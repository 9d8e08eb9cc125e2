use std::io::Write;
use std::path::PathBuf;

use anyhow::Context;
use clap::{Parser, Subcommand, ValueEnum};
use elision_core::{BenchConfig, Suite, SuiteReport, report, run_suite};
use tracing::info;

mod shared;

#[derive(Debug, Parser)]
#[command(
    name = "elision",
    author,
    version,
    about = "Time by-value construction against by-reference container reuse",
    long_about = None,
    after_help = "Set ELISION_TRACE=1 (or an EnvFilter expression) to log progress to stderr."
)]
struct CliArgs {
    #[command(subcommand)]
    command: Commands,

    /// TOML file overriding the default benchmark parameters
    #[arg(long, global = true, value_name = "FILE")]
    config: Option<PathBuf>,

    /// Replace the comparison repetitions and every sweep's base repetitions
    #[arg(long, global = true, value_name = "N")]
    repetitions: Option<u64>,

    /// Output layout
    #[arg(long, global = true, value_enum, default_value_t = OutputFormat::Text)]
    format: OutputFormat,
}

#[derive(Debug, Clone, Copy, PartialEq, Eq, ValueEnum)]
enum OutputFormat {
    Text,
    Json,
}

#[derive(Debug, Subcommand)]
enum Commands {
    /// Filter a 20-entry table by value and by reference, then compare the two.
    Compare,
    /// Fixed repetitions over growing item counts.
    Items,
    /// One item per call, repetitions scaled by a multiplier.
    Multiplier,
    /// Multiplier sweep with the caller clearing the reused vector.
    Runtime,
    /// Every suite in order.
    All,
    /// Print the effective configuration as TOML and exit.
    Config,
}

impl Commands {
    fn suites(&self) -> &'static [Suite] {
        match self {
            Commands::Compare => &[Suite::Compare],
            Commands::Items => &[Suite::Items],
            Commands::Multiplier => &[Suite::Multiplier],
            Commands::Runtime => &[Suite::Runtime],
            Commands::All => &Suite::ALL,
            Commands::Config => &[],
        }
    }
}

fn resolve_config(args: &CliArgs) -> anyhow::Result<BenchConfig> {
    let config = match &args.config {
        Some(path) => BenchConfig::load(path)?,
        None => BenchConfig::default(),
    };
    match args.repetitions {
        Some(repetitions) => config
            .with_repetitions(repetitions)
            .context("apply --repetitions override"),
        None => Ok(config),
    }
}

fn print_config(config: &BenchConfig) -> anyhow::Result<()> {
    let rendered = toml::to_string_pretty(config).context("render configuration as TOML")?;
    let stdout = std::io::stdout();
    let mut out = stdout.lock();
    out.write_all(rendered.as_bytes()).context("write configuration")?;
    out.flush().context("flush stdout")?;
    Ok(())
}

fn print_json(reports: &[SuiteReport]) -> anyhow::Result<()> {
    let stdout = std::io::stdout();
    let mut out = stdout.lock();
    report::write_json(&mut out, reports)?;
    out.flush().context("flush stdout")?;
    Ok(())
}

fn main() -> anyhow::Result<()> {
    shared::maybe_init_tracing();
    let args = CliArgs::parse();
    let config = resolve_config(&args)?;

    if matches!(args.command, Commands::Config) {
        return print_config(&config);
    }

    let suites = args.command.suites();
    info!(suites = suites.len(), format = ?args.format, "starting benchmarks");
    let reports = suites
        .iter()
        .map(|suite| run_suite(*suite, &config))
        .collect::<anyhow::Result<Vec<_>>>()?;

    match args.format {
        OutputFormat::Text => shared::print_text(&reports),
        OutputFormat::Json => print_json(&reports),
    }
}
...
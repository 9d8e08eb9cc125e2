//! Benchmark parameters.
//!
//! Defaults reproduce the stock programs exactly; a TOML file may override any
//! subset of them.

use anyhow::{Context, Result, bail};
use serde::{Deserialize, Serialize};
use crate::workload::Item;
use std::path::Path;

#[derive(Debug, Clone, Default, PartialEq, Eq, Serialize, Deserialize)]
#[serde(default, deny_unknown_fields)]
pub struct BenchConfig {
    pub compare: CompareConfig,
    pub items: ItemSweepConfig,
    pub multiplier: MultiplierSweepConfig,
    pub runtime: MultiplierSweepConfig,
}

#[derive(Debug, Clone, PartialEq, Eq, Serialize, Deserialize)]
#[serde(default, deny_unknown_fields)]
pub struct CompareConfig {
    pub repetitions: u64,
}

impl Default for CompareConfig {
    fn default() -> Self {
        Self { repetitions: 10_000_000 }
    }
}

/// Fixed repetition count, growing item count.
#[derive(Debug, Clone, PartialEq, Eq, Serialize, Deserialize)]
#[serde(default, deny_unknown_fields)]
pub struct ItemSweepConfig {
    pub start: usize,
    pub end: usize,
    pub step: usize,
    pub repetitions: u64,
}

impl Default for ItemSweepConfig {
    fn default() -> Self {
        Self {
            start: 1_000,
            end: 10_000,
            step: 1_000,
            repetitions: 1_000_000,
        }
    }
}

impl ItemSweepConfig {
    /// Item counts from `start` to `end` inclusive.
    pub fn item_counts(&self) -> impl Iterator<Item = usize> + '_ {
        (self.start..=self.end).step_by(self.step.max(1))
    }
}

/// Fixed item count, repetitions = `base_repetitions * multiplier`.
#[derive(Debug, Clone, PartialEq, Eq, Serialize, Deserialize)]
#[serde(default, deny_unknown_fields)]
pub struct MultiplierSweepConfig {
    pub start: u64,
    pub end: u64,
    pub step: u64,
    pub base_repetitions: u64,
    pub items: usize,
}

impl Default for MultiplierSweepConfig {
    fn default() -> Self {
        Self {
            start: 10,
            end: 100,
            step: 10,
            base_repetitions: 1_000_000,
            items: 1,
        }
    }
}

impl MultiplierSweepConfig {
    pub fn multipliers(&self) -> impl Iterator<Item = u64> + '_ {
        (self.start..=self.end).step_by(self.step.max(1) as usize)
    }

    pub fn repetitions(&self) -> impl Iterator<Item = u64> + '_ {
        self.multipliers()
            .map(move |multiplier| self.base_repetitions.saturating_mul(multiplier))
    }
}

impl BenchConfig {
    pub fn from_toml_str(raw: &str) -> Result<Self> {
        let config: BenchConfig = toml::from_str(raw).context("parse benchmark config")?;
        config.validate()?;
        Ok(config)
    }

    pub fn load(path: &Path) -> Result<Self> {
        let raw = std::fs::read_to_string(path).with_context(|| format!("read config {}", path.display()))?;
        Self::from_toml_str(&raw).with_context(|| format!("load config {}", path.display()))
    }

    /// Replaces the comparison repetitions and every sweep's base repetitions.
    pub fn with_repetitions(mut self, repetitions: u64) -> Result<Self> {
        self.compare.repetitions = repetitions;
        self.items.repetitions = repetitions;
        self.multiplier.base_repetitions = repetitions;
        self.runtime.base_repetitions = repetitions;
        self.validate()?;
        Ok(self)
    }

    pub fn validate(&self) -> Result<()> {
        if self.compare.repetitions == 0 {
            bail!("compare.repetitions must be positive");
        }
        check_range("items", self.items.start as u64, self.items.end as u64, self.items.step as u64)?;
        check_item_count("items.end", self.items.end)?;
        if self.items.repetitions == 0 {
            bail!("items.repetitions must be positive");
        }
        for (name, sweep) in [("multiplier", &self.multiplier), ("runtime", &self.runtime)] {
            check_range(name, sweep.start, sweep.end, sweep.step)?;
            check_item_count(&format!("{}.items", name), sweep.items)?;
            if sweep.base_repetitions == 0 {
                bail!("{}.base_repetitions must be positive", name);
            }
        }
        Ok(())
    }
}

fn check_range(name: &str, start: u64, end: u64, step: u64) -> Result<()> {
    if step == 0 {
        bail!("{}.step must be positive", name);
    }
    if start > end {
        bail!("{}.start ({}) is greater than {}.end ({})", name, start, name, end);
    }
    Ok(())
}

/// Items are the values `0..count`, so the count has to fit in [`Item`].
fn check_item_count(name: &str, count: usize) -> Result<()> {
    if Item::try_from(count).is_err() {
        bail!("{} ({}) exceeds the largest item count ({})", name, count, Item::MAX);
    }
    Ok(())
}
---
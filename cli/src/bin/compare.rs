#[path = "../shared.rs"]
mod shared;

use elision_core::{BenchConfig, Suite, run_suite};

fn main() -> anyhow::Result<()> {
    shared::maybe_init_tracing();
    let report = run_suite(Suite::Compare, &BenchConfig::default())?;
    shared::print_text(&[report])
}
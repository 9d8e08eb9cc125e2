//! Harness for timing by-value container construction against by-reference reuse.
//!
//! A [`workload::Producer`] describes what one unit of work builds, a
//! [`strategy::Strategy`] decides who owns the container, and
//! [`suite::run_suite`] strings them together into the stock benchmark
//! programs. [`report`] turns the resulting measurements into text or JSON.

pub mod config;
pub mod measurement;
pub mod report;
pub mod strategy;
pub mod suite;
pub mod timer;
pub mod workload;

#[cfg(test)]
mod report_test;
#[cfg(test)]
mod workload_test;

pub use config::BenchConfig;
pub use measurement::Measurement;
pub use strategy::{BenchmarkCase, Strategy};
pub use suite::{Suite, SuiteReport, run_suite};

▶ _Exercise description_: From the material above, copy every line where the word "override" is found.

▶ _Result_:
            .context("apply --repetitions override"),
//! Defaults reproduce the stock programs exactly; a TOML file may override any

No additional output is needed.